Paparan Topik | Ibu Kota Baru

Perpindahan Ibu Kota Negara (IKN): Belajar dari Brasil

Pemindahan Ibu Kota Negara bertujuan untuk menekan kesenjangan perekonomian Jawa dan Luar Jawa. Belajar dari Brasil, pemindahan ibu kota perlu juga mewaspadai kemungkinan munculnya kesenjangan baru.

KOMPAS/SUCIPTO (CIP)

Sejumlah pejabat berfoto bersama di titik nol IKN Nusantara di kawasan PT ITCI Hutani Manunggal, Kecamatan Sepaku, Penajam Paser Utara, Kalimantan Timur, Rabu (16/2/2022). Kunjungan itu dihadiri Panglima TNI Jenderal Andika Perkasa, Ketua DPR RI Puan Maharani, Menteri PUPR Basuki Hadimuljono, Wakil Menteri Keuangan Suahasil Nazara, Wakil Gubernur Kaltim Hadi Mulyadi, dan Mendagri Tito Karnavian.

Fakta Singkat

Tujuan dan Alasan Pemindahan Ibu Kota Negara

INDONESIA:

  • Menjadi kota ‘berkelanjutan’
  • Penggerak ekonomi dan pemerataan kesejahteraan
  • Simbol persatuan nasional
  • Permasalahan urban Jakarta

BRASIL:

  • Pembangunan wilayah interior Brasil
  • Pusat Pemerintahan di tengah wilayah Brasil
  • Menjauh dari persoalan urban Rio de Janeiro
  • Membangun kota idaman yang modern
  • Lapangan pekerjaan baru

Panitia Khusus Pemindahan Ibu Kota Brasil dibentuk tahun 1946.

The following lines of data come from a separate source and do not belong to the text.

use serde::{Deserialize, Serialize};

use crate::{Invitation, InvitationStatus};

/// Aggregate outcome figures for a population of invitations.
#[derive(Debug, Clone, Default, PartialEq, Serialize, Deserialize)]
pub struct InvitationStats {
    /// Population size.
    pub total: u64,
    /// Invitations still pending.
    pub pending: u64,
    /// Accepted invitations.
    pub accepted: u64,
    /// Declined invitations.
    pub declined: u64,
    /// Expired invitations.
    pub expired: u64,
    /// Cancelled invitations.
    pub cancelled: u64,
    /// Revoked invitations.
    pub revoked: u64,
    /// `accepted / (accepted + declined) * 100`, or 0 without responses.
    pub acceptance_rate: f64,
    /// Mean hours from creation to acceptance, or 0 without acceptances.
    pub avg_time_to_accept_hrs: f64,
}

impl InvitationStats {
    /// Aggregates a population of invitations.
    #[must_use]
    pub fn from_invitations<'a>(invitations: impl IntoIterator<Item = &'a Invitation>) -> Self {
        let mut stats = Self::default();
        let mut accept_seconds_total = 0_i64;
        let mut timed_acceptances = 0_u64;

        for invitation in invitations {
            stats.total += 1;
            match invitation.status {
                InvitationStatus::Pending => stats.pending += 1,
                InvitationStatus::Accepted => {
                    stats.accepted += 1;
                    if let Some(accepted_at) = invitation.accepted_at {
                        accept_seconds_total +=
                            (accepted_at - invitation.created_at).num_seconds();
                        timed_acceptances += 1;
                    }
                }
                InvitationStatus::Declined => stats.declined += 1,
                InvitationStatus::Expired => stats.expired += 1,
                InvitationStatus::Cancelled => stats.cancelled += 1,
                InvitationStatus::Revoked => stats.revoked += 1,
            }
        }

        let responded = stats.accepted + stats.declined;
        if responded > 0 {
            stats.acceptance_rate = stats.accepted as f64 / responded as f64 * 100.0;
        }

        if timed_acceptances > 0 {
            stats.avg_time_to_accept_hrs =
                accept_seconds_total as f64 / timed_acceptances as f64 / 3600.0;
        }

        stats
    }
}

#[cfg(test)]
mod tests {
    use chrono::{Duration, Utc};
    use grantflow_core::{UserId, WorkspaceId};

    use super::*;
    use crate::{GrantRole, GrantType, InvitationTransition, NewInvitation, TargetId};

    fn invitation_with(transition: Option<InvitationTransition>, age: Duration) -> Invitation {
        let now = Utc::now();
        let mut invitation = Invitation::create(
            NewInvitation::new(
                WorkspaceId::new(),
                "someone@example.com",
                GrantType::Workspace,
                TargetId::new(),
                GrantRole::Member,
                UserId::new(),
            ),
            "token".to_owned(),
            now - age,
        )
        .unwrap_or_else(|_| unreachable!());

        if let Some(transition) = transition {
            let applied = invitation.apply_transition(transition, now);
            assert!(applied.is_ok());
        }

        invitation
    }

    #[test]
    fn empty_population_has_zero_rates() {
        let stats = InvitationStats::from_invitations(&Vec::<Invitation>::new());
        assert_eq!(stats.acceptance_rate, 0.0);
        assert_eq!(stats.avg_time_to_accept_hrs, 0.0);
    }

    #[test]
    fn pending_only_population_has_zero_acceptance_rate() {
        let population = vec![invitation_with(None, Duration::hours(1))];
        let stats = InvitationStats::from_invitations(&population);
        assert_eq!(stats.pending, 1);
        assert_eq!(stats.acceptance_rate, 0.0);
    }

    #[test]
    fn acceptance_rate_and_average_time() {
        let accept = || InvitationTransition::Accept {
            user_id: UserId::new(),
        };
        let population = vec![
            invitation_with(Some(accept()), Duration::hours(2)),
            invitation_with(Some(accept()), Duration::hours(4)),
            invitation_with(Some(accept()), Duration::hours(6)),
            invitation_with(Some(InvitationTransition::Decline), Duration::hours(1)),
            invitation_with(Some(InvitationTransition::Revoke), Duration::hours(1)),
        ];

        let stats = InvitationStats::from_invitations(&population);
        assert_eq!(stats.total, 5);
        assert_eq!(stats.accepted, 3);
        assert_eq!(stats.declined, 1);
        assert_eq!(stats.revoked, 1);
        assert_eq!(stats.acceptance_rate, 75.0);
        assert!((stats.avg_time_to_accept_hrs - 4.0).abs() < 0.01);
    }
}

Peresmian Ibu Kota Brasil, Brasilia pada tahun 1960.

Ide tentang pemindahan ibu kota negara sudah lama digaungkan oleh Pemerintah sejak Presiden Joko Widodo, setidaknya pertama kali terdengar oleh publik pada tahun April 2017, dalam suatu amanat untuk mengkaji kemungkinan hal itu kepada Kepala Badan Perencanaan Pembangunan Nasional (Bappenas), Bambang Brodjonegoro. Ide tersebut kemudian mulai mendapat dukungan serius pada rapat kabinet terbatas 29 April 2019. Pada pada 18 Januari 2022, Presiden Joko Widodo mengumumkan bahwa nama “Nusantara” akan menjadi nama dari ibu kota baru tersebut.

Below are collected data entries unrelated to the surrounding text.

use super::*;

use async_trait::async_trait;
use chrono::{DateTime, Utc};

use grantflow_application::InvitationLinkRepository;
use grantflow_core::WorkspaceId;
use grantflow_domain::{InvitationLinkSettings, LinkSettingsId};

use super::rows::{LinkSettingsRow, link_settings_columns};

#[async_trait]
impl InvitationLinkRepository for PostgresInvitationStore {
    async fn create_link_settings(&self, settings: InvitationLinkSettings) -> AppResult<()> {
        sqlx::query(
            r#"
            INSERT INTO invitation_link_settings (
                id, workspace_id, link_token, grant_type, target_id, default_role,
                default_permission, is_active, requires_approval, allowed_domains,
                blocked_domains, max_uses, use_count, expires_at, created_by, created_at,
                updated_at
            )
            VALUES ($1, $2, $3, $4, $5, $6, $7, $8, $9, $10, $11, $12, $13, $14, $15, $16, $17)
            "#,
        )
        .bind(settings.id.as_uuid())
        .bind(settings.workspace_id.as_uuid())
        .bind(settings.link_token.as_str())
        .bind(settings.grant_type.as_str())
        .bind(settings.target_id.as_uuid())
        .bind(settings.default_role.as_str())
        .bind(settings.default_permission.as_str())
        .bind(settings.is_active)
        .bind(settings.requires_approval)
        .bind(settings.allowed_domains.as_slice().to_vec())
        .bind(settings.blocked_domains.as_slice().to_vec())
        .bind(
            settings
                .max_uses
                .map(|value| to_db_count(value, "max_uses"))
                .transpose()?,
        )
        .bind(to_db_count(settings.use_count, "use_count")?)
        .bind(settings.expires_at)
        .bind(settings.created_by.as_uuid())
        .bind(settings.created_at)
        .bind(settings.updated_at)
        .execute(&self.pool)
        .await
        .map_err(|error| {
            map_unique_violation(
                error,
                "invitation link token is already in use",
                "create invitation link",
            )
        })?;

        Ok(())
    }

    async fn find_link_settings(
        &self,
        link_settings_id: LinkSettingsId,
    ) -> AppResult<Option<InvitationLinkSettings>> {
        sqlx::query_as::<_, LinkSettingsRow>(concat!(
            "SELECT ",
            link_settings_columns!(),
            " FROM invitation_link_settings WHERE id = $1"
        ))
        .bind(link_settings_id.as_uuid())
        .fetch_optional(&self.pool)
        .await
        .map_err(|error| AppError::Internal(format!("failed to find invitation link: {error}")))?
        .map(InvitationLinkSettings::try_from)
        .transpose()
    }

    async fn find_link_settings_by_token(
        &self,
        link_token: &str,
    ) -> AppResult<Option<InvitationLinkSettings>> {
        sqlx::query_as::<_, LinkSettingsRow>(concat!(
            "SELECT ",
            link_settings_columns!(),
            " FROM invitation_link_settings WHERE link_token = $1"
        ))
        .bind(link_token)
        .fetch_optional(&self.pool)
        .await
        .map_err(|error| {
            AppError::Internal(format!("failed to find invitation link by token: {error}"))
        })?
        .map(InvitationLinkSettings::try_from)
        .transpose()
    }

    async fn list_link_settings(
        &self,
        workspace_id: WorkspaceId,
    ) -> AppResult<Vec<InvitationLinkSettings>> {
        let rows = sqlx::query_as::<_, LinkSettingsRow>(concat!(
            "SELECT ",
            link_settings_columns!(),
            r#"
            FROM invitation_link_settings
            WHERE workspace_id = $1
            ORDER BY created_at DESC, id
            "#
        ))
        .bind(workspace_id.as_uuid())
        .fetch_all(&self.pool)
        .await
        .map_err(|error| {
            AppError::Internal(format!("failed to list invitation links: {error}"))
        })?;

        rows.into_iter()
            .map(InvitationLinkSettings::try_from)
            .collect()
    }

    async fn set_link_active(
        &self,
        link_settings_id: LinkSettingsId,
        is_active: bool,
        now: DateTime<Utc>,
    ) -> AppResult<Option<InvitationLinkSettings>> {
        sqlx::query_as::<_, LinkSettingsRow>(concat!(
            r#"
            UPDATE invitation_link_settings
            SET is_active = $2, updated_at = $3
            WHERE id = $1
            RETURNING
            "#,
            link_settings_columns!()
        ))
        .bind(link_settings_id.as_uuid())
        .bind(is_active)
        .bind(now)
        .fetch_optional(&self.pool)
        .await
        .map_err(|error| {
            AppError::Internal(format!("failed to update invitation link: {error}"))
        })?
        .map(InvitationLinkSettings::try_from)
        .transpose()
    }

    async fn increment_link_settings_use_count(
        &self,
        link_token: &str,
        now: DateTime<Utc>,
    ) -> AppResult<Option<InvitationLinkSettings>> {
        sqlx::query_as::<_, LinkSettingsRow>(concat!(
            r#"
            UPDATE invitation_link_settings
            SET use_count = use_count + 1, updated_at = $2
            WHERE link_token = $1
              AND is_active
              AND (expires_at IS NULL OR expires_at >= $2)
              AND (max_uses IS NULL OR use_count < max_uses)
            RETURNING
            "#,
            link_settings_columns!()
        ))
        .bind(link_token)
        .bind(now)
        .fetch_optional(&self.pool)
        .await
        .map_err(|error| {
            AppError::Internal(format!("failed to consume invitation link use: {error}"))
        })?
        .map(InvitationLinkSettings::try_from)
        .transpose()
    }

    async fn release_link_settings_use(
        &self,
        link_token: &str,
        now: DateTime<Utc>,
    ) -> AppResult<()> {
        sqlx::query(
            r#"
            UPDATE invitation_link_settings
            SET use_count = use_count - 1, updated_at = $2
            WHERE link_token = $1 AND use_count > 0
            "#,
        )
        .bind(link_token)
        .bind(now)
        .execute(&self.pool)
        .await
        .map_err(|error| {
            AppError::Internal(format!("failed to release invitation link use: {error}"))
        })?;

        Ok(())
    }
}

Gagasan yang sebenarnya sudah ada sejak zaman Presiden Soekarno tersebut kini hendak diwujudkan di sebuah lahan seluas 180 hektare di Kalimantan Timur, tepatnya di wilayah Kabupaten Penajam Paser Utara dan Kutai Kartanegara, dengan biaya sekitar 32 miliar dollar AS atau 501 triliun rupiah. (Sumber lain menyebutkan biaya pembangunan sekitar 466 triliun rupiah) Sumber pendanaannya sebesar 54,6 persen berasal dari skema Kerja Sama Pemerintah Badan Usaha (KPBU/Public-Private Partnership), 19,2 persen dari Anggaran Pendapatan dan Belanja Negara (APBN), dan sisanya 26,2 persen dari pihak swasta.

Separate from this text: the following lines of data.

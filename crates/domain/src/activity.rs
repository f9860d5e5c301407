use std::str::FromStr;

use chrono::{DateTime, Utc};
use grantflow_core::{Actor, ActorType, AppError, UserId};
use serde::{Deserialize, Serialize};

use crate::{ActivityId, InvitationId, InvitationStatus};

/// Stable actions recorded in the invitation audit trail.
#[derive(Debug, Clone, Copy, PartialEq, Eq, Hash, Serialize, Deserialize)]
#[serde(rename_all = "snake_case")]
pub enum ActivityAction {
    /// Invitation was created.
    Created,
    /// Invitation was resent with a new token.
    Resent,
    /// Token was rotated without resending.
    TokenRegenerated,
    /// A follow-up reminder went out.
    ReminderSent,
    /// A shared link admitted the invitee.
    LinkUsed,
    /// Invitee accepted.
    Accepted,
    /// Invitee declined.
    Declined,
    /// Validity window passed.
    Expired,
    /// Inviter cancelled.
    Cancelled,
    /// Administrator revoked.
    Revoked,
}

impl ActivityAction {
    /// Returns the storage string.
    #[must_use]
    pub fn as_str(&self) -> &'static str {
        match self {
            Self::Created => "created",
            Self::Resent => "resent",
            Self::TokenRegenerated => "token_regenerated",
            Self::ReminderSent => "reminder_sent",
            Self::LinkUsed => "link_used",
            Self::Accepted => "accepted",
            Self::Declined => "declined",
            Self::Expired => "expired",
            Self::Cancelled => "cancelled",
            Self::Revoked => "revoked",
        }
    }

    /// Returns the action recorded when an invitation reaches `status`.
    #[must_use]
    pub fn for_status(status: InvitationStatus) -> Self {
        match status {
            InvitationStatus::Pending => Self::Created,
            InvitationStatus::Accepted => Self::Accepted,
            InvitationStatus::Declined => Self::Declined,
            InvitationStatus::Expired => Self::Expired,
            InvitationStatus::Cancelled => Self::Cancelled,
            InvitationStatus::Revoked => Self::Revoked,
        }
    }
}

impl FromStr for ActivityAction {
    type Err = AppError;

    fn from_str(value: &str) -> Result<Self, Self::Err> {
        match value {
            "created" => Ok(Self::Created),
            "resent" => Ok(Self::Resent),
            "token_regenerated" => Ok(Self::TokenRegenerated),
            "reminder_sent" => Ok(Self::ReminderSent),
            "link_used" => Ok(Self::LinkUsed),
            "accepted" => Ok(Self::Accepted),
            "declined" => Ok(Self::Declined),
            "expired" => Ok(Self::Expired),
            "cancelled" => Ok(Self::Cancelled),
            "revoked" => Ok(Self::Revoked),
            _ => Err(AppError::Validation(format!(
                "unknown invitation activity '{value}'"
            ))),
        }
    }
}

/// One append-only audit trail entry.
#[derive(Debug, Clone, PartialEq, Eq, Serialize, Deserialize)]
pub struct InvitationActivity {
    /// Stable identifier.
    pub id: ActivityId,
    /// Invitation the entry belongs to.
    pub invitation_id: InvitationId,
    /// Recorded action.
    pub action: ActivityAction,
    /// Acting user, absent for system actions.
    pub actor_id: Option<UserId>,
    /// Acting principal kind.
    pub actor_type: ActorType,
    /// Caller IP address.
    pub ip_address: Option<String>,
    /// Caller user agent.
    pub user_agent: Option<String>,
    /// Free-text details.
    pub details: Option<String>,
    /// Entry timestamp.
    pub created_at: DateTime<Utc>,
}

impl InvitationActivity {
    /// Builds an entry attributed to `actor`.
    #[must_use]
    pub fn record(
        invitation_id: InvitationId,
        action: ActivityAction,
        actor: &Actor,
        details: Option<String>,
        now: DateTime<Utc>,
    ) -> Self {
        Self {
            id: ActivityId::new(),
            invitation_id,
            action,
            actor_id: actor.user_id(),
            actor_type: actor.actor_type(),
            ip_address: actor.ip_address().map(str::to_owned),
            user_agent: actor.user_agent().map(str::to_owned),
            details,
            created_at: now,
        }
    }
}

Dasar hukum bagi pembangunan ibu kota baru ini – Rancangan Undang-undang Ibu Kota Negara (RUU IKN) telah disusun oleh Panitia Khusus RUU IKN dan disetujui oleh Dewan Perwakilan Rakyat (DPR) RI pada Rapat Paripurna DPR 18 Januari 2022. Pada 15 Februari 2022, RUU tersebut disahkan menjadi Undang-Undang Nomor 3 Tahun 2022 tentang Ibu Kota Negara (UU 3/2022).

Pembangunan IKN diperkirakan akan berlangsung selama 15–20 tahun, tetapi Pemerintah mengupayakan pemindahan ibu kota berlangsung pada 2024 agar Presiden Joko Widodo dapat merayakan upacara kemerdekaan RI yang ke-79 di IKN Nusantara.

KOMPAS/ALIF ICHWAN (AIC)

Menteri Pekerjaan Umum dan Perumahan Rakyat (PUPR) Basuki Hadimuljono memberikan selamat dan apresiasi kepada tim pemenang sayembara ibu kota baru. Desain Nagara Rimba Nusa memenangkan sayembara ibu kota negara (IKN) baru di Kalimantan Timur yang diumumkan di Auditorium Kantor PUPR, Jakarta, Senin (23/12/2019).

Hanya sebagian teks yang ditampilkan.